▸ **Work instruction**
Exactly the lines from the opening of the records through the line containing "current reconnection attempt number" should be copied, with both included.
=== Source data ===
use std::time::Duration;

/// Trait for defining reconnection strategies
///
/// Implement this trait to control how the feed should behave
/// when reconnecting after a disconnection.
pub trait ReconnectionStrategy: Send + Sync {
    /// Get the delay before the next reconnection attempt
    ///
    /// # Arguments
    /// * `attempt` - The reconnection attempt number (0-indexed)
    ///
    /// # Returns
    /// * `Some(duration)` - Wait this long before reconnecting
    /// * `None` - Stop reconnecting
    fn next_delay(&self, attempt: usize) -> Option<Duration>;

    /// Check if we should continue reconnecting
    ///
    /// # Arguments
    /// * `attempt` - The current reconnection attempt number
    fn should_reconnect(&self, attempt: usize) -> bool;
}

/// Fixed delay reconnection strategy
///
/// Always waits the same amount of time between reconnection attempts.
/// This is the default for the real-transport path (5 seconds, unlimited).
#[derive(Debug, Clone)]
pub struct FixedDelay {
    delay: Duration,
    max_attempts: Option<usize>,
}

impl FixedDelay {
    /// Create a new fixed delay strategy
    ///
    /// # Arguments
    /// * `delay` - The fixed delay between reconnects
    /// * `max_attempts` - Maximum number of attempts (None = unlimited)
    pub fn new(delay: Duration, max_attempts: Option<usize>) -> Self {
        Self { delay, max_attempts }
    }
}

impl Default for FixedDelay {
    fn default() -> Self {
        Self::new(Duration::from_secs(5), None)
    }
}

impl ReconnectionStrategy for FixedDelay {
    fn next_delay(&self, attempt: usize) -> Option<Duration> {
        if !self.should_reconnect(attempt) {
            return None;
        }
        Some(self.delay)
    }

    fn should_reconnect(&self, attempt: usize) -> bool {
        self.max_attempts.map_or(true, |max| attempt < max)
    }
}

/// Exponential backoff reconnection strategy
///
/// Delays between reconnection attempts grow exponentially:
/// initial_delay * 2^attempt, capped at max_delay
#[derive(Debug, Clone)]
pub struct ExponentialBackoff {
    initial_delay: Duration,
    max_delay: Duration,
    max_attempts: Option<usize>,
}

impl ExponentialBackoff {
    /// Create a new exponential backoff strategy
    ///
    /// # Arguments
    /// * `initial_delay` - The initial delay before first reconnect
    /// * `max_delay` - The maximum delay between reconnects
    /// * `max_attempts` - Maximum number of attempts (None = unlimited)
    pub fn new(
        initial_delay: Duration,
        max_delay: Duration,
        max_attempts: Option<usize>,
    ) -> Self {
        Self {
            initial_delay,
            max_delay,
            max_attempts,
        }
    }
}

impl ReconnectionStrategy for ExponentialBackoff {
    fn next_delay(&self, attempt: usize) -> Option<Duration> {
        if !self.should_reconnect(attempt) {
            return None;
        }

        // Shift saturates for large attempt numbers instead of overflowing
        let factor = 1u64
            .checked_shl(attempt.min(63) as u32)
            .unwrap_or(u64::MAX);
        let delay_ms = (self.initial_delay.as_millis() as u64)
            .saturating_mul(factor)
            .min(self.max_delay.as_millis() as u64);
        Some(Duration::from_millis(delay_ms))
    }

    fn should_reconnect(&self, attempt: usize) -> bool {
        self.max_attempts.map_or(true, |max| attempt < max)
    }
}

/// Never reconnect strategy
///
/// The feed will not attempt to reconnect after disconnection
#[derive(Debug, Clone)]
pub struct NeverReconnect;

impl ReconnectionStrategy for NeverReconnect {
    fn next_delay(&self, _attempt: usize) -> Option<Duration> {
        None
    }

    fn should_reconnect(&self, _attempt: usize) -> bool {
        false
    }
}
//! Logging initialization

use tracing_subscriber::EnvFilter;

/// Initialize tracing with standard configuration
///
/// Log level is taken from `RUST_LOG`, defaulting to `info`.
pub fn init_tracing() {
    tracing_subscriber::fmt()
        .with_env_filter(EnvFilter::try_from_default_env().unwrap_or_else(|_| EnvFilter::new("info")))
        .with_target(false)
        .with_thread_ids(false)
        .with_line_number(false)
        .init();
}
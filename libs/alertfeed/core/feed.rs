//! Alert feed surface
//!
//! [`AlertFeed`] is the handle consuming views mount: it exposes the last
//! received alert, the connection status, a reconnect trigger and an event
//! channel. The handle owns the current connect cycle; dropping it (or
//! calling [`AlertFeed::shutdown`]) deactivates the cycle so no transport
//! handle or timer leaks across remounts.

use crate::core::config::FeedConfig;
use crate::core::connection_state::{AtomicConnectionState, AtomicMetrics, ConnectionState};
use crate::core::driver;
use crate::core::message::AlertMessage;
use crossbeam_channel::{unbounded, Receiver, Sender};
use parking_lot::Mutex;
use std::sync::atomic::{AtomicBool, Ordering};
use std::sync::Arc;
use std::time::Duration;
use tracing::{debug, info};

/// How long shutdown waits for the driver task before aborting it
const SHUTDOWN_GRACE: Duration = Duration::from_millis(500);

/// Notifications emitted by the driver
#[derive(Debug, Clone)]
pub enum FeedEvent {
    /// Transport established (real or simulated)
    Connected,
    /// Transport lost or connection attempt failed
    Disconnected,
    /// Retrying the connection (attempt number)
    Reconnecting(usize),
    /// A validly-parsed alert was received
    Alert(AlertMessage),
}

/// Snapshot of feed counters
#[derive(Debug, Clone)]
pub struct Metrics {
    pub messages_received: u64,
    pub parse_failures: u64,
    pub reconnect_count: u64,
    pub connection_state: ConnectionState,
}

/// State shared between the surface and the driver task
pub(crate) struct SharedFeedState {
    pub(crate) state: AtomicConnectionState,
    pub(crate) last_message: Mutex<Option<AlertMessage>>,
    pub(crate) metrics: AtomicMetrics,
}

impl SharedFeedState {
    fn new() -> Self {
        Self {
            state: AtomicConnectionState::new(ConnectionState::Disconnected),
            last_message: Mutex::new(None),
            metrics: AtomicMetrics::new(),
        }
    }

    /// Overwrite the single last-message slot and notify consumers
    ///
    /// Only called with validly-parsed alerts; malformed frames never
    /// reach this point.
    pub(crate) fn store_message(&self, alert: AlertMessage, events: &Sender<FeedEvent>) {
        *self.last_message.lock() = Some(alert.clone());
        self.metrics.increment_received();
        let _ = events.send(FeedEvent::Alert(alert));
    }
}

/// One connect cycle: its driver task and the flag that deactivates it
struct Cycle {
    active: Arc<AtomicBool>,
    handle: tokio::task::JoinHandle<()>,
}

impl Cycle {
    /// Stop the cycle and discard any pending retry timer
    ///
    /// The flag alone stops the driver within one check interval; abort is
    /// the backstop for a connect attempt blocked in flight.
    fn deactivate(self) {
        self.active.store(false, Ordering::Release);
        self.handle.abort();
    }
}

/// Handle over the real-time alert feed
///
/// At most one connect cycle is active per handle; [`AlertFeed::reconnect`]
/// replaces the cycle wholesale so a prior cycle's retry timer can never
/// fire into the new one.
pub struct AlertFeed {
    config: Arc<FeedConfig>,
    shared: Arc<SharedFeedState>,
    event_tx: Sender<FeedEvent>,
    event_rx: Receiver<FeedEvent>,
    cycle: Mutex<Option<Cycle>>,
}

impl AlertFeed {
    /// Start the feed and spawn the first connect cycle
    ///
    /// Must be called from within a tokio runtime.
    pub fn connect(config: FeedConfig) -> Self {
        let (event_tx, event_rx) = unbounded();

        let feed = Self {
            config: Arc::new(config),
            shared: Arc::new(SharedFeedState::new()),
            event_tx,
            event_rx,
            cycle: Mutex::new(None),
        };

        feed.shared.state.set(ConnectionState::Connecting);
        feed.spawn_cycle();
        feed
    }

    fn spawn_cycle(&self) {
        let active = Arc::new(AtomicBool::new(true));
        let handle = tokio::spawn(driver::run_cycle(
            Arc::clone(&self.config),
            Arc::clone(&self.shared),
            Arc::clone(&active),
            self.event_tx.clone(),
        ));

        let prev = self.cycle.lock().replace(Cycle { active, handle });
        if let Some(prev) = prev {
            prev.deactivate();
        }
    }

    /// Last validly-parsed alert, if any
    ///
    /// Only ever overwritten by the driver on receipt of a valid frame;
    /// repeated reads between receipts return the same alert.
    pub fn last_message(&self) -> Option<AlertMessage> {
        self.shared.last_message.lock().clone()
    }

    /// Current connection status
    #[inline]
    pub fn connection_status(&self) -> ConnectionState {
        self.shared.state.get()
    }

    /// Check if connected
    #[inline]
    pub fn is_connected(&self) -> bool {
        self.shared.state.is_connected()
    }

    /// Tear down the current cycle and start a fresh connection attempt
    ///
    /// Resets status to `connecting` and discards any pending retry timer
    /// from the prior cycle.
    pub fn reconnect(&self) {
        info!("Reconnect requested");
        let prev = self.cycle.lock().take();
        if let Some(prev) = prev {
            prev.deactivate();
        }

        self.shared.state.set(ConnectionState::Connecting);
        self.spawn_cycle();
    }

    /// Get current metrics
    pub fn metrics(&self) -> Metrics {
        Metrics {
            messages_received: self.shared.metrics.messages_received(),
            parse_failures: self.shared.metrics.parse_failures(),
            reconnect_count: self.shared.metrics.reconnect_count(),
            connection_state: self.shared.state.get(),
        }
    }

    /// Clone the event receiver
    ///
    /// The channel disconnects once the feed and its driver are gone.
    pub fn events(&self) -> Receiver<FeedEvent> {
        self.event_rx.clone()
    }

    /// Try to receive an event (non-blocking)
    pub fn try_recv_event(&self) -> Option<FeedEvent> {
        self.event_rx.try_recv().ok()
    }

    /// Receive an event (blocking)
    pub fn recv_event(&self) -> std::result::Result<FeedEvent, crossbeam_channel::RecvError> {
        self.event_rx.recv()
    }

    /// Shut down the feed gracefully
    ///
    /// Deactivates the cycle, waits briefly for the driver to close its
    /// transport, then aborts it if still blocked.
    pub async fn shutdown(self) {
        info!("Shutting down alert feed");
        self.shared.state.set(ConnectionState::ShuttingDown);

        let cycle = self.cycle.lock().take();
        if let Some(mut cycle) = cycle {
            cycle.active.store(false, Ordering::Release);
            if tokio::time::timeout(SHUTDOWN_GRACE, &mut cycle.handle)
                .await
                .is_err()
            {
                debug!("Driver still blocked after grace period, aborting");
                cycle.handle.abort();
            }
        }

        self.shared.state.set(ConnectionState::Disconnected);
    }
}

impl Drop for AlertFeed {
    fn drop(&mut self) {
        if let Some(cycle) = self.cycle.lock().take() {
            cycle.deactivate();
        }
    }
}
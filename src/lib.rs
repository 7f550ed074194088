//! CrisisWatch - real-time crisis-alert monitoring
//!
//! This crate is the thin presentation layer over the alert feed subsystem:
//! logging setup and the `alert_monitor` binary. All feed behavior lives in
//! the `alertfeed` workspace library.

// Re-export the workspace library for convenience
pub use alertfeed;

pub mod logging;
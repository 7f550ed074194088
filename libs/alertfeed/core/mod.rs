//! Core alert feed implementation
//!
//! The feed is a handle over a single *connect cycle*: a tokio task that
//! owns the transport (real WebSocket or simulated generator), publishes
//! status transitions and the last validly-parsed alert, and schedules
//! retries after disconnection.
//!
//! ## Example
//!
//! ```rust,ignore
//! use alertfeed::{AlertFeed, FeedConfig, FeedEvent};
//!
//! #[tokio::main]
//! async fn main() {
//!     let feed = AlertFeed::connect(FeedConfig::from_env());
//!
//!     while let Ok(event) = feed.recv_event() {
//!         if let FeedEvent::Alert(alert) = event {
//!             println!("[{}] {}: {}", alert.severity, alert.event_name, alert.message);
//!         }
//!     }
//!
//!     feed.shutdown().await;
//! }
//! ```

pub mod config;
pub mod connection_state;
pub mod driver;
pub mod feed;
pub mod message;
pub mod simulated;

// Re-export main types
pub use config::FeedConfig;
pub use connection_state::{AtomicConnectionState, AtomicMetrics, ConnectionState};
pub use feed::{AlertFeed, FeedEvent, Metrics};
pub use message::{AlertMessage, Severity};
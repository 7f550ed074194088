//! Lock-free connection state and counters
//!
//! Status transitions and message counters are read from UI-facing code on
//! every render, so they are plain atomics rather than locks.

use std::fmt;
use std::sync::atomic::{AtomicU64, AtomicU8, Ordering};

/// Connection status of the alert feed
///
/// `Connecting`, `Connected` and `Disconnected` are the externally visible
/// states; `ShuttingDown` is only entered during teardown.
#[derive(Debug, Clone, Copy, PartialEq, Eq)]
#[repr(u8)]
pub enum ConnectionState {
    Disconnected = 0,
    Connecting = 1,
    Connected = 2,
    ShuttingDown = 3,
}

impl fmt::Display for ConnectionState {
    fn fmt(&self, f: &mut fmt::Formatter<'_>) -> fmt::Result {
        let s = match self {
            ConnectionState::Disconnected => "disconnected",
            ConnectionState::Connecting => "connecting",
            ConnectionState::Connected => "connected",
            ConnectionState::ShuttingDown => "shutting-down",
        };
        write!(f, "{s}")
    }
}

/// Atomic wrapper around [`ConnectionState`]
///
/// A single authoritative instance exists per feed handle; the driver task
/// writes it and consumers read it without locking.
pub struct AtomicConnectionState {
    state: AtomicU8,
}

impl AtomicConnectionState {
    pub fn new(initial: ConnectionState) -> Self {
        Self {
            state: AtomicU8::new(initial as u8),
        }
    }

    pub fn get(&self) -> ConnectionState {
        match self.state.load(Ordering::Acquire) {
            1 => ConnectionState::Connecting,
            2 => ConnectionState::Connected,
            3 => ConnectionState::ShuttingDown,
            _ => ConnectionState::Disconnected,
        }
    }

    pub fn set(&self, state: ConnectionState) {
        self.state.store(state as u8, Ordering::Release);
    }

    #[inline]
    pub fn is_connected(&self) -> bool {
        self.get() == ConnectionState::Connected
    }

    #[inline]
    pub fn is_connecting(&self) -> bool {
        self.get() == ConnectionState::Connecting
    }

    #[inline]
    pub fn is_disconnected(&self) -> bool {
        self.get() == ConnectionState::Disconnected
    }

    #[inline]
    pub fn is_shutting_down(&self) -> bool {
        self.get() == ConnectionState::ShuttingDown
    }
}

/// Atomic counters for feed activity
#[derive(Default)]
pub struct AtomicMetrics {
    messages_received: AtomicU64,
    parse_failures: AtomicU64,
    reconnect_count: AtomicU64,
}

impl AtomicMetrics {
    pub fn new() -> Self {
        Self::default()
    }

    pub fn increment_received(&self) {
        self.messages_received.fetch_add(1, Ordering::Relaxed);
    }

    pub fn increment_parse_failures(&self) {
        self.parse_failures.fetch_add(1, Ordering::Relaxed);
    }

    pub fn increment_reconnects(&self) {
        self.reconnect_count.fetch_add(1, Ordering::Relaxed);
    }

    pub fn messages_received(&self) -> u64 {
        self.messages_received.load(Ordering::Relaxed)
    }

    pub fn parse_failures(&self) -> u64 {
        self.parse_failures.load(Ordering::Relaxed)
    }

    pub fn reconnect_count(&self) -> u64 {
        self.reconnect_count.load(Ordering::Relaxed)
    }
}
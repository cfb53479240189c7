//! Built-in globals
//!
//! - `print(...args)`: writes the arguments, space separated, as one output line
//! - `MartenInternal.getCallStack()`: the caller's stack, one `name: file:line:column` per line

use std::sync::Arc;

use crate::context::VmContext;
use crate::error::VmResult;
use crate::object::JsObject;
use crate::stack_walker::capture_stack;
use crate::value::Value;

/// Global name of the runtime-internal namespace
pub const INTERNAL_NAMESPACE: &str = "MartenInternal";

/// Install the built-in globals into `ctx`
pub fn install(ctx: &mut VmContext) {
    ctx.set_global("print", Value::native("print", print));

    let internal = JsObject::new();
    internal.set("getCallStack", Value::native("getCallStack", get_call_stack));
    ctx.set_global(INTERNAL_NAMESPACE, Value::object(Arc::new(internal)));
}

fn print(ctx: &mut VmContext, args: &[Value]) -> VmResult<Value> {
    let line = args
        .iter()
        .map(ToString::to_string)
        .collect::<Vec<_>>()
        .join(" ");
    ctx.write_output(&line);
    Ok(Value::undefined())
}

fn get_call_stack(ctx: &mut VmContext, _args: &[Value]) -> VmResult<Value> {
    let snapshot = capture_stack(ctx)?;
    Ok(Value::string(snapshot.render()))
}

#[cfg(test)]
mod tests {
    use super::*;
    use crate::memory::MemoryManager;
    use parking_lot::Mutex;

    #[test]
    fn test_print_joins_arguments() {
        let lines = Arc::new(Mutex::new(Vec::new()));
        let sink = Arc::clone(&lines);

        let mut ctx = VmContext::new(Arc::new(MemoryManager::test()));
        ctx.set_output(Arc::new(move |line: &str| sink.lock().push(line.to_string())));
        install(&mut ctx);

        print(&mut ctx, &[Value::string("a"), Value::number(1.0), Value::undefined()]).unwrap();
        assert_eq!(lines.lock().as_slice(), ["a 1 undefined"]);
    }

    #[test]
    fn test_internal_namespace_installed() {
        let mut ctx = VmContext::new(Arc::new(MemoryManager::test()));
        install(&mut ctx);

        let internal = ctx.get_global(INTERNAL_NAMESPACE).unwrap();
        let object = internal.as_object().unwrap();
        assert!(object.has("getCallStack"));
        assert!(matches!(ctx.get_global("print"), Some(Value::Native(_))));
    }

    #[test]
    fn test_get_call_stack_without_frames() {
        let mut ctx = VmContext::new(Arc::new(MemoryManager::test()));
        let value = get_call_stack(&mut ctx, &[]).unwrap();
        assert_eq!(value.as_str(), Some(""));
    }
}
===
▸ **Task answer**
use std::time::Duration;

/// Trait for defining reconnection strategies
///
/// Implement this trait to control how the feed should behave
/// when reconnecting after a disconnection.
pub trait ReconnectionStrategy: Send + Sync {
    /// Get the delay before the next reconnection attempt
    ///
    /// # Arguments
    /// * `attempt` - The reconnection attempt number (0-indexed)
    ///
    /// # Returns
    /// * `Some(duration)` - Wait this long before reconnecting
    /// * `None` - Stop reconnecting
    fn next_delay(&self, attempt: usize) -> Option<Duration>;

    /// Check if we should continue reconnecting
    ///
    /// # Arguments
    /// * `attempt` - The current reconnection attempt number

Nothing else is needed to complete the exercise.